The title was changed to Mowgli: Legend of the Jungle, and the film had limited theatrical release on 29 November 2018, followed by its subsequent streaming release on 7 December. The film had its world premiere in Mumbai on 25 November of the same year, the first time a Hollywood film premiered in India.

==Reception==
On review aggregator Rotten Tomatoes, the film holds an approval rating of based on reviews, with an average rating of . The website's critical consensus reads: "Mowgli: Legend of the Jungle brings impressive special effects to bear on the darker side of its classic source material, but loses track of the story's heart along the way". On Metacritic, the film has a weighted average score of 51 out of 100, based on 22 critics, indicating "mixed or average reviews".

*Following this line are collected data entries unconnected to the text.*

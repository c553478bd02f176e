use serde::Deserialize;

/// Scan bounds used by [`BdfStreamReader`](super::BdfStreamReader)
///
/// Every search through the MIME structure reads at most a fixed number of
/// lines, so a corrupt stream fails with a format error instead of being
/// consumed to the end.
#[derive(Debug, Clone, PartialEq, Eq, Deserialize)]
#[serde(default)]
pub struct ReaderConfig {
    /// Lines allowed while looking for a boundary or the blank line ending
    /// a MIME header block
    pub header_scan_lines: usize,
    /// Lines allowed while accumulating an XML header body
    pub body_scan_lines: usize,
}

impl Default for ReaderConfig {
    fn default() -> Self {
        Self {
            header_scan_lines: 10,
            body_scan_lines: 100,
        }
    }
}
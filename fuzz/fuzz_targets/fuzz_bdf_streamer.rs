#![no_main]

use libfuzzer_sys::fuzz_target;
use std::io::Cursor;

use almabdf::bdf::{BdfStreamReader, ReaderConfig};

fuzz_target!(|data: &[u8]| {
    // Any input must either decode or fail with an error, never panic
    let mut reader = BdfStreamReader::with_config(ReaderConfig::default());
    if reader.open_reader(Cursor::new(data), "fuzz").is_err() {
        return;
    }

    for _ in 0..100 {
        match reader.has_subset() {
            Ok(true) => {}
            Ok(false) | Err(_) => break,
        }
        match reader.get_subset() {
            Ok(subset) => {
                for attachment in subset.attachments() {
                    let _ = attachment.values();
                }
            }
            Err(_) => break,
        }
    }
    reader.close();
});
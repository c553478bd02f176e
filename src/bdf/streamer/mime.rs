//! The little MIME a BDF stream uses
//!
//! This is not a general MIME parser. It knows header fields, the
//! `boundary` parameter of `Content-Type`, and the `Content-Location`
//! values naming binary attachments.

use crate::bdf::models::AttachmentKind;

/// Split `Name: value` into the uppercased name and the trimmed value
pub fn split_header_field(line: &str) -> Option<(String, String)> {
    let (name, value) = line.split_once(':')?;
    let name = name.trim().to_ascii_uppercase();
    if name.is_empty() {
        return None;
    }
    Some((name, value.trim().to_string()))
}

/// Why a `Content-Type` value did not yield a boundary
#[derive(Debug, Clone, Copy, PartialEq, Eq)]
pub enum BoundaryError {
    /// No `boundary` parameter
    Missing,
    /// More than one `boundary` parameter
    Ambiguous,
}

/// Extract the `boundary` parameter of a `Content-Type` value
///
/// The parameter name is matched case-insensitively and the value may be
/// quoted.
pub fn boundary_from_content_type(value: &str) -> Result<String, BoundaryError> {
    let mut found = value.split(';').filter_map(|parameter| {
        let (name, value) = parameter.split_once('=')?;
        if !name.trim().eq_ignore_ascii_case("boundary") {
            return None;
        }
        let value = value.trim();
        let unquoted = value
            .strip_prefix('"')
            .and_then(|v| v.strip_suffix('"'))
            .unwrap_or(value);
        Some(unquoted.to_string())
    });

    match (found.next(), found.next()) {
        (Some(boundary), None) if !boundary.is_empty() => Ok(boundary),
        (Some(_), None) | (None, _) => Err(BoundaryError::Missing),
        (Some(_), Some(_)) => Err(BoundaryError::Ambiguous),
    }
}

/// Identify the attachment named by a `Content-Location` value
///
/// The location must end with `<digits>/<name>.bin`, where `<name>` is one
/// of the six attachment names.
pub fn attachment_from_location(location: &str) -> Option<AttachmentKind> {
    let path = location.trim().strip_suffix(".bin")?;
    let (prefix, name) = path.rsplit_once('/')?;
    if !prefix.ends_with(|c: char| c.is_ascii_digit()) {
        return None;
    }
    AttachmentKind::from_name(name)
}

/// Whether the first line of a stream declares MIME version 1.0
pub fn is_mime_version_line(line: &str) -> bool {
    line.trim().to_ascii_uppercase().ends_with("IME-VERSION: 1.0")
}

/// `--boundary`
pub fn delimiter(boundary: &str) -> String {
    format!("--{}", boundary)
}

/// `--boundary--`
pub fn closing_delimiter(boundary: &str) -> String {
    format!("--{}--", boundary)
}
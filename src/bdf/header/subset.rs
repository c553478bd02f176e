//! Decoders for the `<sdmDataSubsetHeader>` document of each integration

use std::collections::BTreeMap;

use quick_xml::events::{BytesStart, Event};
use quick_xml::Reader;

use super::helpers::{
    element_name, get_attribute, parse_project_path, parse_value, require_attribute,
};
use super::HeaderError;
use crate::bdf::models::{
    AbortObservation, AttachmentKind, CorrelationMode, CrossDataType, GlobalDescriptor,
    ProjectPath, SubsetHeader,
};

/// Which flavour of subset header to expect
#[derive(Debug, Clone, Copy, PartialEq, Eq)]
pub enum SubsetSchema {
    /// Correlator data: project path carries the integration number (and
    /// optionally the subintegration number), cross data declares its type
    Correlator,
    /// Total power data: three-number project path, `autoData` mandatory
    TotalPower,
}

impl SubsetSchema {
    /// Schema used for the subsets of a stream
    pub fn for_descriptor(descriptor: &GlobalDescriptor) -> Self {
        if descriptor.is_correlation() {
            SubsetSchema::Correlator
        } else {
            SubsetSchema::TotalPower
        }
    }

    fn path_lengths(&self) -> &'static [usize] {
        match self {
            SubsetSchema::Correlator => &[4, 5],
            SubsetSchema::TotalPower => &[3],
        }
    }
}

/// Decode one subset header, checking it against the global descriptor
pub fn decode_subset_header(
    xml: &str,
    global: &GlobalDescriptor,
    schema: SubsetSchema,
) -> Result<SubsetHeader, HeaderError> {
    let mut reader = Reader::from_str(xml);
    reader.config_mut().trim_text(true);

    let mut state = SubsetHeaderState::default();
    let mut current: Option<String> = None;

    loop {
        match reader.read_event()? {
            Event::Start(ref e) => {
                state.start_element(e, global, schema)?;
                current = Some(element_name(e)?);
            }
            Event::Empty(ref e) => {
                state.start_element(e, global, schema)?;
            }
            Event::Text(ref t) => {
                if let Some(name) = current.as_deref() {
                    let text = t.unescape()?;
                    state.text(name, &text)?;
                }
            }
            Event::End(_) => current = None,
            Event::Eof => break,
            _ => {}
        }
    }

    state.finish(global.correlation_mode, schema)
}

#[derive(Default)]
struct SubsetHeaderState {
    seen_root: bool,
    header: SubsetHeader,
    raw_cross_type: Option<String>,
    aborted: bool,
    stop_time: Option<i64>,
    abort_reason: Option<String>,
}

impl SubsetHeaderState {
    fn start_element(
        &mut self,
        e: &BytesStart,
        global: &GlobalDescriptor,
        schema: SubsetSchema,
    ) -> Result<(), HeaderError> {
        let name = element_name(e)?;
        match name.as_str() {
            "sdmDataSubsetHeader" => {
                self.seen_root = true;
                let path = require_attribute(e, "projectPath")?;
                let numbers = parse_project_path(&path, schema.path_lengths())?;
                let project_path = ProjectPath {
                    exec_block_num: numbers[0],
                    scan_num: numbers[1],
                    subscan_num: numbers[2],
                };
                if project_path != global.project_path {
                    return Err(HeaderError::ProjectPathMismatch {
                        subset: path,
                        global: global.project_path.to_string(),
                    });
                }
                self.header.project_path = project_path;
                self.header.integration_num = numbers.get(3).copied();
                self.header.subintegration_num = numbers.get(4).copied();
            }
            "dataStruct" => {
                self.header.data_struct_ref = get_attribute(e, "ref")?.unwrap_or_default();
            }
            "abortObservation" => self.aborted = true,
            other => {
                if let Some(kind) = AttachmentKind::from_name(other) {
                    let href = require_attribute(e, "href")?;
                    if kind == AttachmentKind::CrossData && schema == SubsetSchema::Correlator {
                        self.raw_cross_type = Some(require_attribute(e, "type")?);
                    }
                    self.header.refs.insert(kind, href);
                }
            }
        }
        Ok(())
    }

    fn text(&mut self, element: &str, text: &str) -> Result<(), HeaderError> {
        match element {
            "time" => self.header.time = parse_value(element, text)?,
            "interval" => self.header.interval = parse_value(element, text)?,
            "stopTime" => self.stop_time = Some(parse_value(element, text)?),
            "abortReason" => self.abort_reason = Some(text.to_string()),
            _ => {}
        }
        Ok(())
    }

    fn finish(
        mut self,
        mode: CorrelationMode,
        schema: SubsetSchema,
    ) -> Result<SubsetHeader, HeaderError> {
        if !self.seen_root {
            return Err(HeaderError::MissingElement("sdmDataSubsetHeader"));
        }

        if let Some(raw) = self.raw_cross_type.take() {
            self.header.cross_data_type = Some(
                CrossDataType::from_literal(&raw)
                    .ok_or(HeaderError::UnsupportedCrossDataType(raw))?,
            );
        }

        if self.aborted {
            self.header.abort = Some(AbortObservation {
                stop_time: self.stop_time.unwrap_or_default(),
                reason: self.abort_reason.unwrap_or_default(),
            });
            return Ok(self.header);
        }

        let refs: &BTreeMap<AttachmentKind, String> = &self.header.refs;
        match schema {
            SubsetSchema::Correlator => {
                if mode.has_cross() && !refs.contains_key(&AttachmentKind::CrossData) {
                    return Err(HeaderError::MissingElement("crossData"));
                }
                if mode.has_auto() && !refs.contains_key(&AttachmentKind::AutoData) {
                    return Err(HeaderError::MissingElement("autoData"));
                }
            }
            SubsetSchema::TotalPower => {
                if !refs.contains_key(&AttachmentKind::AutoData) {
                    return Err(HeaderError::MissingElement("autoData"));
                }
            }
        }
        Ok(self.header)
    }
}
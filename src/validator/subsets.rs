use anyhow::Result;

use crate::bdf::BdfStreamReader;

use super::{ValidationCheck, ValidationReport};

/// Step 2: read every subset
pub(crate) fn check_subsets(
    reader: &mut BdfStreamReader,
    report: &mut ValidationReport,
) -> Result<()> {
    let declared = reader.num_time()?;

    let mut count = 0usize;
    let mut aborted = 0usize;
    let mut previous_num: Option<(u32, u32)> = None;
    let mut previous_time: Option<i64> = None;
    let mut order_issues = Vec::new();
    let mut time_issues = Vec::new();
    let mut failure = None;

    loop {
        let subset = match reader.next_subset() {
            Ok(Some(subset)) => subset,
            Ok(None) => break,
            Err(e) => {
                failure = Some(format!("{} ({})", e, e.kind()));
                break;
            }
        };
        count += 1;
        let header = subset.header();
        if subset.is_aborted() {
            aborted += 1;
        }

        if let Some(num) = header.integration_num {
            let current = (num, header.subintegration_num.unwrap_or(0));
            if previous_num.is_some_and(|previous| current <= previous) {
                order_issues.push(subset.integration_index());
            }
            previous_num = Some(current);
        }
        if previous_time.is_some_and(|previous| header.time < previous) {
            time_issues.push(subset.integration_index());
        }
        previous_time = Some(header.time);
    }

    match failure {
        Some(message) => report.add_check(ValidationCheck::failed("All subsets readable", message)),
        None => report.add_check(ValidationCheck::ok(format!(
            "All subsets readable ({} subsets)",
            count
        ))),
    }

    let name = "Subset count matches numTime";
    match declared {
        Some(n) if n as usize == count => report.add_check(ValidationCheck::ok(name)),
        Some(n) => report.add_check(ValidationCheck::failed(
            name,
            format!("{} declared, {} read", n, count),
        )),
        None => report.add_check(ValidationCheck::warning(
            name,
            "the global header does not declare an integration count",
        )),
    }

    let name = "Integration numbers increasing";
    if order_issues.is_empty() {
        report.add_check(ValidationCheck::ok(name));
    } else {
        report.add_check(ValidationCheck::warning(
            name,
            format!("out of order at subsets {:?}", order_issues),
        ));
    }

    let name = "Subset times non-decreasing";
    if time_issues.is_empty() {
        report.add_check(ValidationCheck::ok(name));
    } else {
        report.add_check(ValidationCheck::warning(
            name,
            format!("time goes backwards at subsets {:?}", time_issues),
        ));
    }

    if aborted > 0 {
        report.add_check(ValidationCheck::warning(
            "No aborted subsets",
            format!("{} subsets cancel the observation", aborted),
        ));
    }
    Ok(())
}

Kate Erbland of IndieWire gave the film a "C+" and wrote: "Too dark for kids, too tame for adults. Stunning effects, occasionally wretched motion-capture. The technology may be there, but that doesn't mean it's been used to its full, feeling powers. It's a coming-of-age story unable to push forward in all the ways that really matter". Similarly, The Atlantics reviewer David Sims claimed the film suffers from weak visual effects and bland story.

Matt Zoller Seitz of RogerEbert.com awarded Mowgli two stars, criticizing the film's motion capture effects and comparing the film unfavorably to Favreau's The Jungle Book. Olly Richards of Empire gave the film 2/5 stars, writing that "for all his ambition, Serkis can't find the right tone for Mowgli and it becomes a very confused beast, neither fun enough for all ages to enjoy nor complex enough to be the visceral, grown-up thriller he nudges at". The Observers reviewer Wendy Ide awarded the film 3/5 stars, praising the film's visual and technical effects but opining that there was too much trauma and animal violence to attract family audiences.

David Fear of Rolling Stone gave the film 3/5 stars, describing Mowgli as "a harsher, darker, more CGI-heavy look at 'The Jungle Book'". While criticizing the film's CGI effects, Fear praised Christian Bale, Andy Serkis, Benedict Cumberbatch, and Cate Blanchett for their voicework as Bagheera, Baloo, Shere Khan, and Kaa. Michael Sullivan of The Washington Post awarded the film 4/5 stars, praising Andy Serkis for combining motion capture animation with live action footage while cautioning parents not to watch it with their kids due to its adult themes and violence. Additionally, Robert Abele of the Los Angeles Times praised Mowgli for incorporating the darker and more mature elements of Kipling's The Jungle Book, also favorably comparing the film to Disney's two family friendly Jungle Book iterations and describing Mowgli as "the movie equivalent of a whiskey chaser after a sugary shake".

Rohan Naahar of the Hindustan Times awarded Mowgli 4/5 stars, praising Serkis for delivering "a nuanced, visually dazzling update of the Jungle Book for Netflix". While praising the film for its technical effects and mature themes, Naahar expressed disappointment with the under-representation of Indians in the main cast apart from Freida Pinto. Colliders Matt Goldberg described the film as a "blood-soak" version of the Jungle Book, and criticized the film's level of violence and unsatisfactory CGI effects, giving the film a D rating.